Nächstes Maximum in 79 Tagen
Leoniden 2026: Maximum, Ursprung und Sichtbarkeit
Die Leoniden gehören zu den schnellsten Meteorströmen und sind durch historische Meteorstürme berühmt. In gewöhnlichen Jahren bleibt ihre Rate moderat; nahe dichten Staubspuren von Tempel-Tuttle kann sie dramatisch steigen.
Jahresaktuell berechnet
Leoniden 2026 beobachten
Zeiten, Mond und Blickrichtung beziehen sich auf Deutschland (Mitte). Die Idealrate ist kein Versprechen für einen einzelnen Beobachtungsort.
DWD-Wetter folgt
Für eine belastbare Ortsprognose ist es noch zu früh
Die astronomischen Termine stehen bereits fest. Das DWD-Wetterfenster wird automatisch ergänzt, sobald die Beobachtungsnacht in Reichweite der Prognosedaten kommt.
* ZHR richtig lesen: Die Idealrate gilt bei vollkommen dunklem Himmel, freier Rundumsicht und einem Radianten im Zenit. Eine einzelne Person sieht unter realen Bedingungen gewöhnlich deutlich weniger.
Entstehung des Stroms
Woher kommen die Leoniden?
Der Mutterkomet 55P/Tempel-Tuttle umrundet die Sonne in rund 33 Jahren. Bei seinen Sonnendurchgängen setzt er neue Teilchen frei. Junge Partikel bleiben zunächst in relativ dichten Bahnschläuchen, ältere verteilen sich zunehmend.
Die Erde schneidet den Strom jedes Jahr im November. Besonders starke Stürme sind möglich, wenn sie zusätzlich einen jungen dichten Staubschlauch aus einem bestimmten Kometenumlauf trifft. Die spektakulären Ereignisse sind daher zyklisch begünstigt, aber nicht bei jeder Rückkehr automatisch gleich stark.
Jahreszeit und Uhrzeit
Warum sind sie gerade dann sichtbar?
Der Radiant im Löwen geht erst spät auf und steigt bis zum Morgen. Von Deutschland aus ist die zweite Nachthälfte deshalb deutlich günstiger als der Abend.
Das Datum folgt dem jährlichen Bahnschnitt; der annähernde 33-Jahre-Rhythmus starker Aktivität folgt dagegen dem Mutterkometen und seinen jüngeren Staubspuren. Das sind zwei verschiedene Zeitskalen.
Tempo und Leuchtspuren
Wie verhalten sich die Meteore?
Mit ungefähr 71 Kilometern pro Sekunde zählen Leoniden zu den schnellsten sichtbaren Meteoren. Sie ziehen rasch über den Himmel und können helle, mehrere Sekunden nachleuchtende Ionisationsspuren erzeugen.
Während eines normalen Jahres sieht man keine „Wand aus Sternschnuppen“. Historische Stürme entstanden durch außergewöhnlich dichte Filamente. Seriöse Jahresprognosen müssen deshalb reguläre Rate und mögliche Zusatzspuren getrennt ausweisen.
Was wir wissen – und was nicht
Stand der Zuordnung
55P/Tempel-Tuttle ist der gesicherte Mutterkomet. Staubspurmodelle können Begegnungen vorhersagen, doch Partikeldichte und exakte Raten bleiben mit Unsicherheit behaftet.
- Mutterkörper
- 55P/Tempel-Tuttle
- Typ
- periodischer Komet
- Radiant
- Löwe
- Eintrittstempo
- etwa 71 km/s
Kurz beantwortet
Häufige Fragen zu den Leoniden
Wann ist das nächste Maximum der Leoniden?

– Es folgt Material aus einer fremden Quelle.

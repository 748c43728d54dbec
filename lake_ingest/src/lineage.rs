//! Lineage assignment.
//!
//! Every row of a file gets `(file_id, file_seq)`. `file_seq` is dense and 0-based
//! (`0..n`), following the table's tie-break keys and then parse order. The sort is a pure
//! function of row contents plus parse order, so re-ingesting the same bytes always yields
//! the same `file_seq` for the same row.

use std::cmp::Ordering;

use crate::registry::TableSpec;
use crate::rows::{ContractRow, SequencedRow};

/// Assign lineage to the conformed rows of one file. Output is ordered by `file_seq`.
pub fn assign(file_id: i64, rows: Vec<ContractRow>, spec: &TableSpec) -> Vec<SequencedRow> {
    let keys = spec.tie_break_indices();
    let mut rows = rows;
    rows.sort_by(|a, b| compare(&keys, a, b));

    rows.into_iter()
        .enumerate()
        .map(|(seq, r)| SequencedRow {
            file_id,
            file_seq: seq as i64,
            parse_index: r.parse_index,
            values: r.values,
        })
        .collect()
}

fn compare(keys: &[usize], a: &ContractRow, b: &ContractRow) -> Ordering {
    keys.iter()
        .map(|&k| a.values[k].total_cmp(&b.values[k]))
        .find(|o| o.is_ne())
        .unwrap_or(Ordering::Equal)
        .then(a.parse_index.cmp(&b.parse_index))
}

Das nächste berechnete Maximum liegt am 18. November 2026 gegen 00:45 Uhr deutscher Ortszeit. Der reguläre Aktivitätszeitraum reicht vom 6. November bis 30. November.

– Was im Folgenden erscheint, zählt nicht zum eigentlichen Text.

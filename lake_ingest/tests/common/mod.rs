#![allow(dead_code)]

use std::collections::HashMap;
use std::sync::atomic::{AtomicUsize, Ordering};
use std::sync::{Arc, Mutex};

use chrono::{TimeZone, Utc};
use diesel::QueryableByName;
use diesel::prelude::*;
use diesel::sql_types::{Integer, Text};
use lake_ingest::bronze::BronzeFileMetadata;
use lake_ingest::db::{connection, migrate};
use lake_ingest::dimension::{DimensionHandle, SymbolDimension, SymbolDimensionRow, VALID_UNTIL_MAX};
use lake_ingest::frame::{IntermediateFrame, Value};
use lake_ingest::ingest::Ingestor;
use lake_ingest::manifest::SqliteManifestStore;
use lake_ingest::parser::{ParseError, ParserAdapter, ParserRegistry};
use lake_ingest::registry::SchemaRegistry;
use lake_ingest::store::{EventSink, ParquetEventStore, QuarantineSink, SqliteQuarantineStore};
use lake_ingest::trading_date::TradingCalendar;
use tempfile::TempDir;

#[derive(QueryableByName)]
struct JournalMode {
    #[diesel(sql_type = Text)]
    journal_mode: String,
}
#[derive(QueryableByName)]
struct ForeignKeys {
    #[diesel(sql_type = Integer)]
    foreign_keys: i32,
}
#[derive(QueryableByName)]
struct BusyTimeout {
    #[diesel(sql_type = Integer, column_name = "timeout")]
    busy_timeout: i32,
}

pub struct TestDb {
    _dir: TempDir,    // keep alive for the life of the test
    pub path: String, // <tmpdir>/test.db
}

pub fn setup_db() -> (TestDb, SqliteConnection) {
    let dir = TempDir::new().expect("tempdir");
    let path = dir.path().join("test.db").to_string_lossy().to_string();

    migrate::run_all(&path).expect("migrations");

    let conn = connection::connect_sqlite(&path).expect("connect");
    (TestDb { _dir: dir, path }, conn)
}

pub fn assert_sqlite_pragmas(conn: &mut SqliteConnection) {
    use diesel::sql_query;

    let jm: JournalMode = sql_query("PRAGMA journal_mode;").get_result(conn).unwrap();
    assert_eq!(jm.journal_mode.to_lowercase(), "wal"); // WAL is persistent per DB file

    let fk: ForeignKeys = sql_query("PRAGMA foreign_keys;").get_result(conn).unwrap();
    assert_eq!(fk.foreign_keys, 1);

    let bt: BusyTimeout = sql_query("PRAGMA busy_timeout;").get_result(conn).unwrap();
    assert_eq!(bt.busy_timeout, 5000);
}

#[derive(QueryableByName)]
struct FkViolation {
    #[diesel(sql_type = Text)]
    table: String,
}

pub fn fk_check_empty(conn: &mut SqliteConnection) {
    use diesel::sql_query;

    let rows: Vec<FkViolation> = sql_query("PRAGMA foreign_key_check;").load(conn).unwrap();
    let tables: Vec<_> = rows.iter().map(|r| r.table.as_str()).collect();
    assert!(tables.is_empty(), "foreign key violations in {tables:?}");
}

/// UTC microseconds for a wall-clock UTC time.
pub fn us(y: i32, mo: u32, d: u32, h: u32, mi: u32, s: u32) -> i64 {
    Utc.with_ymd_and_hms(y, mo, d, h, mi, s).unwrap().timestamp_micros()
}

pub fn meta(data_type: &str, bronze_path: &str, file_hash: &str) -> BronzeFileMetadata {
    BronzeFileMetadata {
        vendor: "tardis".into(),
        data_type: data_type.into(),
        bronze_path: bronze_path.into(),
        file_hash: file_hash.into(),
        discovered_at: Utc.with_ymd_and_hms(2024, 1, 20, 8, 0, 0).unwrap(),
    }
}

/// One `trades` contract row: exchange, symbol, ts_event_us, price, size, side, trade_id.
pub fn trade(exchange: &str, symbol: &str, ts_us: i64, price: f64, trade_id: &str) -> Vec<Value> {
    vec![
        exchange.into(),
        symbol.into(),
        Value::Int(ts_us),
        Value::Float(price),
        Value::Float(1.0),
        "buy".into(),
        trade_id.into(),
    ]
}

pub fn trades_frame(rows: Vec<Vec<Value>>) -> IntermediateFrame {
    let reg = SchemaRegistry::builtin();
    let mut frame = IntermediateFrame::for_table(reg.get("trades").unwrap());
    for r in rows {
        frame.push_row(r);
    }
    frame
}

pub fn window(symbol_id: i64, exchange: &str, symbol: &str, from: i64, until: i64) -> SymbolDimensionRow {
    SymbolDimensionRow {
        symbol_id,
        exchange: exchange.into(),
        exchange_symbol: symbol.into(),
        valid_from_ts_us: from,
        valid_until_ts_us: until,
        base_asset: None,
        quote_asset: None,
        tick_size: None,
    }
}

/// BTCUSDT on binance has a gap on 2024-01-15 between 12:00 and 13:00 UTC.
pub fn default_dimension() -> SymbolDimension {
    SymbolDimension::from_rows([
        window(1, "binance", "BTCUSDT", 0, us(2024, 1, 15, 12, 0, 0)),
        window(1, "binance", "BTCUSDT", us(2024, 1, 15, 13, 0, 0), VALID_UNTIL_MAX),
        window(2, "binance", "ETHUSDT", 0, VALID_UNTIL_MAX),
        window(10, "nasdaq", "AAPL", 0, VALID_UNTIL_MAX),
        window(20, "xtks", "7203", 0, VALID_UNTIL_MAX),
    ])
}

#[derive(Default)]
struct FixtureInner {
    frames: Mutex<HashMap<String, Result<IntermediateFrame, String>>>,
    calls: AtomicUsize,
}

/// Parser returning whatever frame a test registered for a bronze path.
#[derive(Clone)]
pub struct FixtureParser {
    data_type: String,
    inner: Arc<FixtureInner>,
}

impl FixtureParser {
    pub fn new(data_type: &str) -> Self {
        Self {
            data_type: data_type.into(),
            inner: Arc::default(),
        }
    }

    pub fn set(&self, bronze_path: &str, frame: IntermediateFrame) {
        self.inner.frames.lock().unwrap().insert(bronze_path.into(), Ok(frame));
    }

    pub fn set_error(&self, bronze_path: &str, message: &str) {
        self.inner
            .frames
            .lock()
            .unwrap()
            .insert(bronze_path.into(), Err(message.into()));
    }

    pub fn calls(&self) -> usize {
        self.inner.calls.load(Ordering::SeqCst)
    }
}

impl ParserAdapter for FixtureParser {
    fn data_type(&self) -> &str {
        &self.data_type
    }

    fn parse(&self, meta: &BronzeFileMetadata) -> Result<IntermediateFrame, ParseError> {
        self.inner.calls.fetch_add(1, Ordering::SeqCst);
        match self.inner.frames.lock().unwrap().get(&meta.bronze_path) {
            Some(Ok(frame)) => Ok(frame.clone()),
            Some(Err(msg)) => Err(ParseError::Malformed(msg.clone())),
            None => Err(ParseError::Io {
                path: meta.bronze_path.clone(),
                source: std::io::Error::from(std::io::ErrorKind::NotFound),
            }),
        }
    }
}

/// A fully wired ingestor over temp storage, with handles to inspect every store.
pub struct Harness {
    pub db: TestDb,
    pub lake: TempDir,
    pub registry: Arc<SchemaRegistry>,
    pub manifest: Arc<SqliteManifestStore>,
    pub events: Arc<ParquetEventStore>,
    pub quarantine: Arc<SqliteQuarantineStore>,
    pub dimension: Arc<DimensionHandle>,
    pub trades: FixtureParser,
    pub ingestor: Ingestor,
}

impl Harness {
    pub fn new() -> Self {
        Self::build(default_dimension(), None, None)
    }

    /// Same as [`Harness::new`] but writes go through the given sinks.
    pub fn build(
        dim: SymbolDimension,
        events_override: Option<Arc<dyn EventSink>>,
        quarantine_override: Option<Arc<dyn QuarantineSink>>,
    ) -> Self {
        let (db, _conn) = setup_db();
        let lake = TempDir::new().expect("lake dir");
        let registry = Arc::new(SchemaRegistry::builtin());

        let manifest = Arc::new(SqliteManifestStore::open(&db.path).expect("manifest store"));
        let events = Arc::new(ParquetEventStore::new(lake.path(), registry.clone()));
        let quarantine = Arc::new(SqliteQuarantineStore::open(&db.path).expect("quarantine store"));
        let dimension = Arc::new(DimensionHandle::new(dim));
        let trades = FixtureParser::new("trades");

        let ingestor = Ingestor::new(
            registry.clone(),
            TradingCalendar::new(),
            ParserRegistry::new().with(trades.clone()),
            dimension.clone(),
            manifest.clone(),
            events_override.unwrap_or_else(|| events.clone() as Arc<dyn EventSink>),
            quarantine_override.unwrap_or_else(|| quarantine.clone() as Arc<dyn QuarantineSink>),
        );

        Self {
            db,
            lake,
            registry,
            manifest,
            events,
            quarantine,
            dimension,
            trades,
            ingestor,
        }
    }

    /// A second ingestor over the same manifest, dimension and parser, writing through the
    /// given sinks. Stands in for another worker.
    pub fn worker_with(&self, events: Arc<dyn EventSink>, quarantine: Arc<dyn QuarantineSink>) -> Ingestor {
        Ingestor::new(
            self.registry.clone(),
            TradingCalendar::new(),
            ParserRegistry::new().with(self.trades.clone()),
            self.dimension.clone(),
            self.manifest.clone(),
            events,
            quarantine,
        )
    }

    /// A worker writing through the harness's own stores.
    pub fn worker(&self) -> Ingestor {
        self.worker_with(self.events.clone(), self.quarantine.clone())
    }

    /// Every file under the lake root with its bytes, sorted by relative path.
    pub fn lake_snapshot(&self) -> Vec<(String, Vec<u8>)> {
        fn walk(dir: &std::path::Path, root: &std::path::Path, out: &mut Vec<(String, Vec<u8>)>) {
            for entry in std::fs::read_dir(dir).unwrap() {
                let path = entry.unwrap().path();
                if path.is_dir() {
                    walk(&path, root, out);
                } else {
                    let rel = path.strip_prefix(root).unwrap().to_string_lossy().to_string();
                    out.push((rel, std::fs::read(&path).unwrap()));
                }
            }
        }
        let mut out = Vec::new();
        walk(self.lake.path(), self.lake.path(), &mut out);
        out.sort();
        out
    }
}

Woher kommen die Leoniden?
Der Mutterkomet 55P/Tempel-Tuttle umrundet die Sonne in rund 33 Jahren. Bei seinen Sonnendurchgängen setzt er neue Teilchen frei. Junge Partikel bleiben zunächst in relativ dichten Bahnschläuchen, ältere verteilen sich zunehmend.
Gibt es alle 33 Jahre sicher einen Leonidensturm?

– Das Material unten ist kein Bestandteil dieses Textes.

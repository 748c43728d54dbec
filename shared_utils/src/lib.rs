//! Small helpers shared across the lake workspace.

pub mod env;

Nein. Die Kometenperiode erhöht die Chance auf Begegnungen mit jüngeren Staubspuren. Ob die Erde deren dichten Kern trifft, hängt von der genauen Bahngeometrie ab.
Warum sind Leoniden so schnell?
Teilchenbahn und Erdbahn treffen mit einer sehr großen relativen Geschwindigkeit aufeinander. Dadurch erreichen Leoniden rund 71 Kilometer pro Sekunde.